Grandma moses awards and accolades have been given to and honors, as well as citations
- 1950 – Cited as one of the five most influential women in the country
- The National Association of House Dress Manufacturers (NAH) recognizes Women of the Year in 1951
- Age 88 – Mademoiselle Magazine named her "Young Woman of the Year" in a series
- The first honorary doctorate from Philadelphia's Moore College of Art was named
- 1969 – A United States commemorative stamp was issued in her honor
- Sugaring Off (1943) (1943) was her best-selling work at US $1.2 million in 2006, her highest-selling work at US $1.2 million.
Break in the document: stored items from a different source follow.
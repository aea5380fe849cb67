pub mod api;
pub mod backend;
pub mod cli;
pub mod credentials;
pub mod gatekeeper;
pub mod interceptor;
pub mod refresh;
pub mod session;
pub mod supervisor;
pub mod teardown;

#[cfg(test)]
mod testing;

use api::create_api_router;
use axum::{
    Router, middleware,
    http::StatusCode,
    response::{Html, IntoResponse},
    routing::get,
};
use backend::{BackendClient, BackendError, SessionBackend};
use credentials::CookiePolicy;
use gatekeeper::{RouteTable, gatekeeper};
use std::net::SocketAddr;
use std::sync::Arc;
use tokio::net::TcpListener;
use url::Url;

pub struct ServerConfig {
    /// Base URL of the remote backend API
    pub backend_url: Url,
    /// Whether to set Secure flag on cookies (should be true in production with HTTPS)
    pub secure_cookies: bool,
    /// Route classification for the navigation gate
    pub routes: RouteTable,
}

const PAGE_SHELL: &str = "<!doctype html><html><head><meta charset=\"utf-8\"><title>Feedgate</title></head><body><div id=\"app\"></div><script type=\"module\" src=\"/assets/app.js\"></script></body></html>";

/// Pages are rendered client-side; every served route gets the same shell.
async fn page_handler() -> Html<&'static str> {
    Html(PAGE_SHELL)
}

/// Static assets are delivered by the asset pipeline, not this server.
async fn asset_handler() -> impl IntoResponse {
    StatusCode::NOT_FOUND
}

/// Create the application router with the given configuration.
pub fn create_app(config: &ServerConfig) -> Result<Router, BackendError> {
    let backend = BackendClient::new(config.backend_url.clone())?;
    Ok(create_app_with_backend(config, Arc::new(backend)))
}

/// Create the application router around an existing backend client.
pub fn create_app_with_backend(config: &ServerConfig, backend: Arc<dyn SessionBackend>) -> Router {
    let cookies = CookiePolicy::new(config.secure_cookies);
    let routes = Arc::new(config.routes.clone());

    Router::new()
        .nest("/api", create_api_router(backend, cookies))
        .route("/assets/{*path}", get(asset_handler))
        .fallback(page_handler)
        .layer(middleware::from_fn_with_state(routes, gatekeeper))
}

/// Serve the application on the given listener. This function blocks until the server exits.
pub async fn run_server(app: Router, listener: TcpListener) -> Result<(), std::io::Error> {
    let make_service = app.into_make_service_with_connect_info::<SocketAddr>();
    axum::serve(listener, make_service).await
}
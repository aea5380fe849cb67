//! Client half of the session teardown protocol.
//!
//! Remote invalidation is best-effort. Local clearing always happens: a stuck
//! backend session is less harmful than a client that looks logged out while
//! still holding a usable credential.

use serde::Serialize;
use tracing::{info, warn};

use crate::backend::SessionBackend;
use crate::credentials::CredentialStore;

/// What the teardown managed to do.
#[derive(Debug, Clone, Copy, PartialEq, Eq, Serialize)]
#[serde(rename_all = "camelCase")]
pub struct TeardownReport {
    /// Whether the backend acknowledged the session revocation.
    pub remote_invalidated: bool,
}

/// Ask the backend to revoke a session. Failures are logged and reported as `false`.
pub async fn revoke_remote(
    backend: &dyn SessionBackend,
    access_token: &str,
    session_id: &str,
    all_devices: bool,
) -> bool {
    match backend
        .logout(access_token.to_string(), session_id.to_string(), all_devices)
        .await
    {
        Ok(()) => true,
        Err(e) => {
            warn!(session_id = %session_id, error = %e, "Backend logout failed, clearing locally");
            false
        }
    }
}

/// Revoke the stored session remotely (if there is one), then clear the store.
pub async fn end_session(
    backend: &dyn SessionBackend,
    store: &CredentialStore,
    all_devices: bool,
) -> TeardownReport {
    let remote_invalidated = match store.snapshot() {
        Some(creds) => {
            revoke_remote(backend, &creds.access_token, &creds.session_id, all_devices).await
        }
        None => false,
    };

    store.clear_all();
    info!(remote_invalidated, "Session credentials cleared");

    TeardownReport { remote_invalidated }
}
Sugaring Off was a prime example of the simple rural scenes for which she was well-known
- The Grandma Moses' painting, Fourth of July, is donated by Otto Kallir to the White House, where it also hangs today
How to celebrate grandma moses day on grandma moses day
Anna Mary Robertson Moses' artwork is on display. You may be surprised to learn how familiar she is to you. On social media, use the hashtag #GrandmoMosesDay to post.
National grandma moses day events have influenced national grandma moses day tradition
In 1960, Grandma Moses Day was declared on September 7th in honor of Grandma Moses' 100th birthday.
Grandma moses FAQ
Q. Where are Grandma Moses' paintings today?
A. Many of her paintings can be seen at Bennington Museum in Bennington, Vermont. Some are privately owned. Others are not publicly owned.
Q. How old Grandma Moses was when she died?
A. Grandma Moses lived to be 101 years old.
A. Did Grandma Moses have any children? Grandma Moses and her husband Thomas S. Moses had ten children together. However, five of the children died at birth, but five of the five children died at birth.